WORK INSTRUCTION
Your answer must be one number: the count of lines below that hold the word "types".

Collected data entries:
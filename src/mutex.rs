use crate::error::Error;
use crate::sys;
use std::fmt;
use std::marker::PhantomData;
use std::ptr;

/// A process-shareable mutual-exclusion lock.
///
/// `Mutex` owns one OS-level exclusive-lock handle, initialized so that it
/// can coordinate threads of one process or, when the instance is placed in
/// shared memory, several processes (Unix; on Windows the scope is
/// thread-only, see the crate docs).
///
/// Unlike `std::sync::Mutex`, this mutex does not wrap protected data: it
/// is a bare gate, paired at call sites with any number of
/// [`Condition`](crate::Condition)s guarding a jointly-owned predicate.
///
/// The handle is exclusively owned. A `Mutex` cannot be cloned (duplicate
/// handles would not serialize against each other), but ownership can be
/// relocated exactly once per hop with [`transfer`](Mutex::transfer),
/// leaving the source permanently invalid.
///
/// # Example
/// ```
/// use interlock::Mutex;
///
/// let m = Mutex::new().unwrap();
/// {
///     let _guard = m.guard().unwrap();
///     // exclusive section; released on scope exit
/// }
/// m.lock().unwrap();
/// m.unlock().unwrap();
/// ```
pub struct Mutex {
    /// OS-level lock handle. Lives inline so that placing the `Mutex` in
    /// shared memory shares the handle itself.
    raw: sys::RawMutex,

    /// Cleared when ownership is transferred away; every operation on an
    /// invalid instance fails with [`Error::InvalidState`].
    valid: bool,
}

impl Mutex {
    /// Allocates and initializes a process-shareable lock handle.
    ///
    /// Fails with [`Error::Initialization`] if any OS setup call fails; on
    /// failure nothing is left allocated, so dropping the error is safe.
    pub fn new() -> Result<Mutex, Error> {
        let raw = sys::mutex_init().map_err(Error::Initialization)?;
        Ok(Mutex { raw, valid: true })
    }

    /// Blocks the calling thread until the lock is acquired.
    ///
    /// No recursion support: locking again from the holding thread blocks
    /// per OS semantics.
    ///
    /// Fails with [`Error::InvalidState`] after a transfer-out and
    /// [`Error::Os`] if the underlying primitive call fails.
    pub fn lock(&self) -> Result<(), Error> {
        sys::mutex_lock(self.raw()?).map_err(Error::Os)
    }

    /// Releases the lock. The calling thread must hold it; unlocking a
    /// mutex it does not hold is undefined for the underlying primitive
    /// and surfaces as [`Error::Os`] where the OS reports it.
    pub fn unlock(&self) -> Result<(), Error> {
        sys::mutex_unlock(self.raw()?).map_err(Error::Os)
    }

    /// Scoped acquisition: locks and returns a guard that releases the
    /// lock when dropped, on every exit path.
    pub fn guard(&self) -> Result<MutexGuard<'_>, Error> {
        self.lock()?;
        Ok(MutexGuard {
            mutex: self,
            _not_send: PhantomData,
        })
    }

    /// Transfers ownership of the underlying handle to a new `Mutex`.
    ///
    /// The returned instance becomes the sole owner; `self` becomes
    /// permanently invalid and every subsequent operation on it (including
    /// another transfer) fails with [`Error::InvalidState`]. Dropping the
    /// source releases nothing.
    ///
    /// Only permitted before any thread locks or waits on the primitive;
    /// transferring a handle that is locked, or that a `Condition` waiter
    /// is suspended on, is out of contract.
    pub fn transfer(&mut self) -> Result<Mutex, Error> {
        if !self.valid {
            return Err(Error::InvalidState);
        }
        self.valid = false;
        // Relocates the handle bytes; the source never touches them again.
        let raw = unsafe { ptr::read(&self.raw) };
        Ok(Mutex { raw, valid: true })
    }

    /// Handle access for `Condition::wait`, gated on validity.
    pub(crate) fn raw(&self) -> Result<&sys::RawMutex, Error> {
        if self.valid {
            Ok(&self.raw)
        } else {
            Err(Error::InvalidState)
        }
    }
}

impl Drop for Mutex {
    /// Releases the handle if this instance still owns it.
    ///
    /// A release failure is reported on stderr and swallowed: teardown
    /// must not abort unrelated control flow.
    fn drop(&mut self) {
        if !self.valid {
            return;
        }
        if let Err(e) = sys::mutex_destroy(&self.raw) {
            eprintln!("WARNING: failed to destroy mutex handle: {e}");
        }
    }
}

impl fmt::Debug for Mutex {
    fn fmt(&self, f: &mut fmt::Formatter<'_>) -> fmt::Result {
        f.debug_struct("Mutex").field("valid", &self.valid).finish()
    }
}

/// Guard returned by [`Mutex::guard`].
///
/// Releases the mutex when dropped.
pub struct MutexGuard<'a> {
    mutex: &'a Mutex,

    /// The underlying primitive must be released by the thread that
    /// acquired it, so the guard must not cross threads.
    _not_send: PhantomData<*const ()>,
}

impl Drop for MutexGuard<'_> {
    /// Unlocks the mutex. A failure here is reported on stderr and
    /// swallowed, like destructor-time failures elsewhere.
    fn drop(&mut self) {
        if let Err(e) = self.mutex.unlock() {
            eprintln!("WARNING: failed to unlock mutex from guard: {e}");
        }
    }
}
//! Error types for the synchronization primitives.
//!
//! The taxonomy distinguishes failures by when they can occur:
//!
//! - [`Error::Initialization`] — OS-level setup failed during construction;
//!   no usable object exists.
//! - [`Error::InvalidState`] — an operation was invoked on an instance whose
//!   ownership was transferred away; a programmer error surfaced immediately.
//! - [`Error::Os`] — an underlying primitive call failed for a reason other
//!   than timeout; propagated to the caller, never retried internally.
//!
//! A timed wait that elapses is **not** an error:
//! [`Condition::wait`](crate::Condition::wait) reports it as `Ok(false)`.

use std::error;
use std::fmt;
use std::io;

/// Error returned by the mutex and condition variable operations.
#[derive(Debug)]
pub enum Error {
    /// An OS-level setup call failed while constructing the primitive.
    ///
    /// Non-recoverable for that instance; nothing was left allocated.
    Initialization(io::Error),

    /// The instance's ownership was transferred away; it is permanently
    /// invalid.
    InvalidState,

    /// The underlying primitive call failed (e.g. resource exhaustion).
    Os(io::Error),
}

impl fmt::Display for Error {
    fn fmt(&self, f: &mut fmt::Formatter<'_>) -> fmt::Result {
        match self {
            Error::Initialization(e) => {
                write!(f, "failed to initialize synchronization primitive: {e}")
            }
            Error::InvalidState => {
                write!(f, "synchronization primitive used after ownership transfer")
            }
            Error::Os(e) => write!(f, "synchronization primitive call failed: {e}"),
        }
    }
}

impl error::Error for Error {
    fn source(&self) -> Option<&(dyn error::Error + 'static)> {
        match self {
            Error::Initialization(e) | Error::Os(e) => Some(e),
            Error::InvalidState => None,
        }
    }
}
use crate::schema::{advisor_availability, appointments, availability_exceptions};
use crate::types::{
    duplicate_weekday, local_midnight, Appointment, AppointmentFilter, AppointmentStatus, AvailabilityException,
    NewAppointment, NewAvailabilityException, WeeklyAvailability, WeeklyHours,
};
use crate::{backend::AvailabilityBackend, error::BackendError};
use chrono::{DateTime, Local, NaiveDate, Utc};
use diesel::prelude::*;
use diesel::result::{DatabaseErrorKind, Error as DieselError};
use diesel::{Connection, ConnectionError, PgConnection};
use std::sync::{Arc, Mutex, MutexGuard};
use tracing::error;
use uuid::Uuid;

#[derive(Debug, Clone, Queryable, Selectable, Insertable)]
#[diesel(table_name = appointments)]
struct AppointmentRow {
    id: Uuid,
    advisor_id: Uuid,
    title: String,
    contact_name: String,
    contact_email: String,
    contact_phone: Option<String>,
    start_time: DateTime<Utc>,
    end_time: DateTime<Utc>,
    appointment_type: String,
    status: String,
    notes: Option<String>,
}

impl From<&Appointment> for AppointmentRow {
    fn from(appointment: &Appointment) -> Self {
        Self {
            id: appointment.id,
            advisor_id: appointment.advisor_id,
            title: appointment.title.clone(),
            contact_name: appointment.contact_name.clone(),
            contact_email: appointment.contact_email.clone(),
            contact_phone: appointment.contact_phone.clone(),
            start_time: appointment.start_time.with_timezone(&Utc),
            end_time: appointment.end_time.with_timezone(&Utc),
            appointment_type: appointment.appointment_type.as_str().into(),
            status: appointment.status.as_str().into(),
            notes: appointment.notes.clone(),
        }
    }
}

impl TryFrom<AppointmentRow> for Appointment {
    type Error = BackendError;

    fn try_from(row: AppointmentRow) -> Result<Self, Self::Error> {
        Ok(Self {
            id: row.id,
            advisor_id: row.advisor_id,
            title: row.title,
            contact_name: row.contact_name,
            contact_email: row.contact_email,
            contact_phone: row.contact_phone,
            start_time: row.start_time.with_timezone(&Local),
            end_time: row.end_time.with_timezone(&Local),
            appointment_type: row.appointment_type.parse().map_err(BackendError::Invalid)?,
            status: row.status.parse().map_err(BackendError::Invalid)?,
            notes: row.notes,
        })
    }
}

fn utc_midnight(date: NaiveDate) -> Result<DateTime<Utc>, BackendError> {
    local_midnight(date)
        .map(|midnight| midnight.with_timezone(&Utc))
        .ok_or_else(|| BackendError::Invalid(format!("{date} has no local midnight")))
}

#[derive(Clone)]
pub struct DatabaseInterface {
    connection: Arc<Mutex<PgConnection>>,
}

impl DatabaseInterface {
    pub fn new(database_url: &str) -> Result<Self, ConnectionError> {
        let connection = Self::establish_connection(database_url)?;
        Ok(Self {
            connection: Arc::new(Mutex::new(connection)),
        })
    }

    fn establish_connection(database_url: &str) -> Result<PgConnection, ConnectionError> {
        PgConnection::establish(database_url)
    }

    fn connection(&self) -> Result<MutexGuard<'_, PgConnection>, BackendError> {
        self.connection.lock().map_err(|_| {
            let err = "Database connection lock poisoned";
            error!(err);
            BackendError::Unavailable(err.into())
        })
    }
}

fn log_failure<T>(result: Result<T, BackendError>, action: &str) -> Result<T, BackendError> {
    if let Err(err) = &result {
        error!(%err, "{action} failed");
    }
    result
}

/// Turns a unique constraint violation into a conflict.
fn duplicate_as_conflict(err: BackendError, message: impl FnOnce() -> String) -> BackendError {
    match err {
        BackendError::Database(DieselError::DatabaseError(DatabaseErrorKind::UniqueViolation, _)) => {
            BackendError::Conflict(message())
        }
        err => err,
    }
}

fn appointment_not_found(id: Uuid) -> BackendError {
    BackendError::NotFound {
        entity: "Appointment",
        id,
    }
}

/// Appointments of `advisor` that still occupy them during `[start, end)`.
fn count_overlapping(
    connection: &mut PgConnection,
    advisor: Uuid,
    start: DateTime<Utc>,
    end: DateTime<Utc>,
    exclude: Option<Uuid>,
) -> Result<i64, BackendError> {
    let free_statuses = [
        AppointmentStatus::Cancelled.as_str(),
        AppointmentStatus::Completed.as_str(),
    ];
    let mut query = appointments::table
        .filter(appointments::advisor_id.eq(advisor))
        .filter(appointments::status.ne_all(free_statuses))
        .filter(appointments::start_time.lt(end))
        .filter(appointments::end_time.gt(start))
        .into_boxed();
    if let Some(id) = exclude {
        query = query.filter(appointments::id.ne(id));
    }
    Ok(query.count().get_result(connection)?)
}

impl AvailabilityBackend for DatabaseInterface {
    fn advisor_availability(&self, advisor: Uuid) -> Result<Vec<WeeklyAvailability>, BackendError> {
        let mut connection = self.connection()?;
        let result = advisor_availability::table
            .filter(advisor_availability::advisor_id.eq(advisor))
            .order(advisor_availability::day_of_week.asc())
            .select(WeeklyAvailability::as_select())
            .load(&mut *connection)
            .map_err(BackendError::from);
        log_failure(result, "Loading weekly availability")
    }

    fn replace_advisor_availability(
        &self,
        advisor: Uuid,
        days: Vec<WeeklyHours>,
    ) -> Result<Vec<WeeklyAvailability>, BackendError> {
        if let Some(day) = duplicate_weekday(&days) {
            return Err(BackendError::Invalid(format!(
                "Day {day} appears more than once in the weekly schedule"
            )));
        }

        let mut connection = self.connection()?;
        let mut rows: Vec<WeeklyAvailability> = days
            .into_iter()
            .map(|day| day.into_availability(advisor))
            .collect();
        rows.sort_unstable_by_key(|day| day.day_of_week);

        let result = connection.transaction::<_, BackendError, _>(|connection| {
            diesel::delete(
                advisor_availability::table.filter(advisor_availability::advisor_id.eq(advisor)),
            )
            .execute(connection)?;
            diesel::insert_into(advisor_availability::table)
                .values(&rows)
                .execute(connection)?;
            Ok(())
        })
        .map_err(|err| {
            duplicate_as_conflict(err, || "Weekly schedule has a day twice".into())
        });
        log_failure(result, "Replacing weekly availability")?;
        Ok(rows)
    }

    fn availability_exceptions(
        &self,
        advisor: Uuid,
        from: NaiveDate,
        to: NaiveDate,
    ) -> Result<Vec<AvailabilityException>, BackendError> {
        let mut connection = self.connection()?;
        let result = availability_exceptions::table
            .filter(availability_exceptions::advisor_id.eq(advisor))
            .filter(availability_exceptions::exception_date.ge(from))
            .filter(availability_exceptions::exception_date.le(to))
            .order(availability_exceptions::exception_date.asc())
            .select(AvailabilityException::as_select())
            .load(&mut *connection)
            .map_err(BackendError::from);
        log_failure(result, "Loading availability exceptions")
    }

    fn add_availability_exception(
        &self,
        exception: NewAvailabilityException,
    ) -> Result<AvailabilityException, BackendError> {
        let mut connection = self.connection()?;
        let exception = exception.into_exception();
        let result = diesel::insert_into(availability_exceptions::table)
            .values(&exception)
            .execute(&mut *connection)
            .map_err(|err| {
                duplicate_as_conflict(BackendError::from(err), || {
                    format!(
                        "Advisor already has an exception on {}",
                        exception.exception_date
                    )
                })
            });
        log_failure(result, "Adding availability exception")?;
        Ok(exception)
    }

    fn remove_availability_exception(&self, id: Uuid) -> Result<(), BackendError> {
        let mut connection = self.connection()?;
        let result = diesel::delete(availability_exceptions::table.find(id))
            .execute(&mut *connection)
            .map_err(BackendError::from);

        match log_failure(result, "Removing availability exception")? {
            0 => Err(BackendError::NotFound {
                entity: "Availability exception",
                id,
            }),
            _ => Ok(()),
        }
    }

    fn appointments(&self, filter: &AppointmentFilter) -> Result<Vec<Appointment>, BackendError> {
        let mut query = appointments::table.into_boxed();
        if let Some(advisor) = filter.advisor_id {
            query = query.filter(appointments::advisor_id.eq(advisor));
        }
        if let Some(status) = filter.status {
            query = query.filter(appointments::status.eq(status.as_str()));
        }
        if let Some(kind) = filter.appointment_type {
            query = query.filter(appointments::appointment_type.eq(kind.as_str()));
        }
        if let Some(date) = filter.start_date {
            query = query.filter(appointments::start_time.ge(utc_midnight(date)?));
        }
        if let Some(date) = filter.end_date {
            let next_day = date
                .succ_opt()
                .ok_or_else(|| BackendError::Invalid(format!("{date} is out of range")))?;
            query = query.filter(appointments::start_time.lt(utc_midnight(next_day)?));
        }

        let mut connection = self.connection()?;
        let result = query
            .order(appointments::start_time.asc())
            .select(AppointmentRow::as_select())
            .load(&mut *connection)
            .map_err(BackendError::from);

        log_failure(result, "Loading appointments")?
            .into_iter()
            .map(Appointment::try_from)
            .collect()
    }

    fn appointment(&self, id: Uuid) -> Result<Appointment, BackendError> {
        let mut connection = self.connection()?;
        let result = appointments::table
            .find(id)
            .select(AppointmentRow::as_select())
            .first(&mut *connection)
            .optional()
            .map_err(BackendError::from);

        match log_failure(result, "Loading appointment")? {
            Some(row) => Appointment::try_from(row),
            None => Err(appointment_not_found(id)),
        }
    }

    fn create_appointment(&self, appointment: NewAppointment) -> Result<Appointment, BackendError> {
        if appointment.end_time <= appointment.start_time {
            return Err(BackendError::Invalid(
                "Appointment must end after it starts".into(),
            ));
        }

        let appointment = appointment.into_appointment();
        let row = AppointmentRow::from(&appointment);

        let mut connection = self.connection()?;
        let result = connection.transaction::<_, BackendError, _>(|connection| {
            let overlapping =
                count_overlapping(connection, row.advisor_id, row.start_time, row.end_time, None)?;
            if overlapping > 0 {
                return Err(BackendError::Conflict(
                    "Advisor already has an appointment at that time".into(),
                ));
            }

            diesel::insert_into(appointments::table)
                .values(&row)
                .execute(connection)?;
            Ok(())
        });
        log_failure(result, "Creating appointment")?;
        Ok(appointment)
    }

    fn update_appointment_status(
        &self,
        id: Uuid,
        status: AppointmentStatus,
    ) -> Result<Appointment, BackendError> {
        let mut connection = self.connection()?;
        let result = diesel::update(appointments::table.find(id))
            .set(appointments::status.eq(status.as_str()))
            .returning(AppointmentRow::as_returning())
            .get_result(&mut *connection)
            .optional()
            .map_err(BackendError::from);

        match log_failure(result, "Updating appointment status")? {
            Some(row) => Appointment::try_from(row),
            None => Err(appointment_not_found(id)),
        }
    }

    fn reschedule_appointment(
        &self,
        id: Uuid,
        start_time: DateTime<Local>,
        end_time: DateTime<Local>,
    ) -> Result<Appointment, BackendError> {
        if end_time <= start_time {
            return Err(BackendError::Invalid(
                "Appointment must end after it starts".into(),
            ));
        }
        let start = start_time.with_timezone(&Utc);
        let end = end_time.with_timezone(&Utc);

        let mut connection = self.connection()?;
        let result = connection.transaction::<_, BackendError, _>(|connection| {
            let advisor: Uuid = appointments::table
                .find(id)
                .select(appointments::advisor_id)
                .first(connection)
                .optional()?
                .ok_or_else(|| appointment_not_found(id))?;
            if count_overlapping(connection, advisor, start, end, Some(id))? > 0 {
                return Err(BackendError::Conflict(
                    "Advisor already has an appointment at that time".into(),
                ));
            }

            let row: AppointmentRow = diesel::update(appointments::table.find(id))
                .set((
                    appointments::start_time.eq(start),
                    appointments::end_time.eq(end),
                ))
                .returning(AppointmentRow::as_returning())
                .get_result(connection)?;
            Ok(row)
        });

        Appointment::try_from(log_failure(result, "Rescheduling appointment")?)
    }

    fn remove_appointment(&self, id: Uuid) -> Result<(), BackendError> {
        let mut connection = self.connection()?;
        let result = diesel::delete(appointments::table.find(id))
            .execute(&mut *connection)
            .map_err(BackendError::from);

        match log_failure(result, "Removing appointment")? {
            0 => Err(appointment_not_found(id)),
            _ => Ok(()),
        }
    }
}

RESPONSE BELOW
2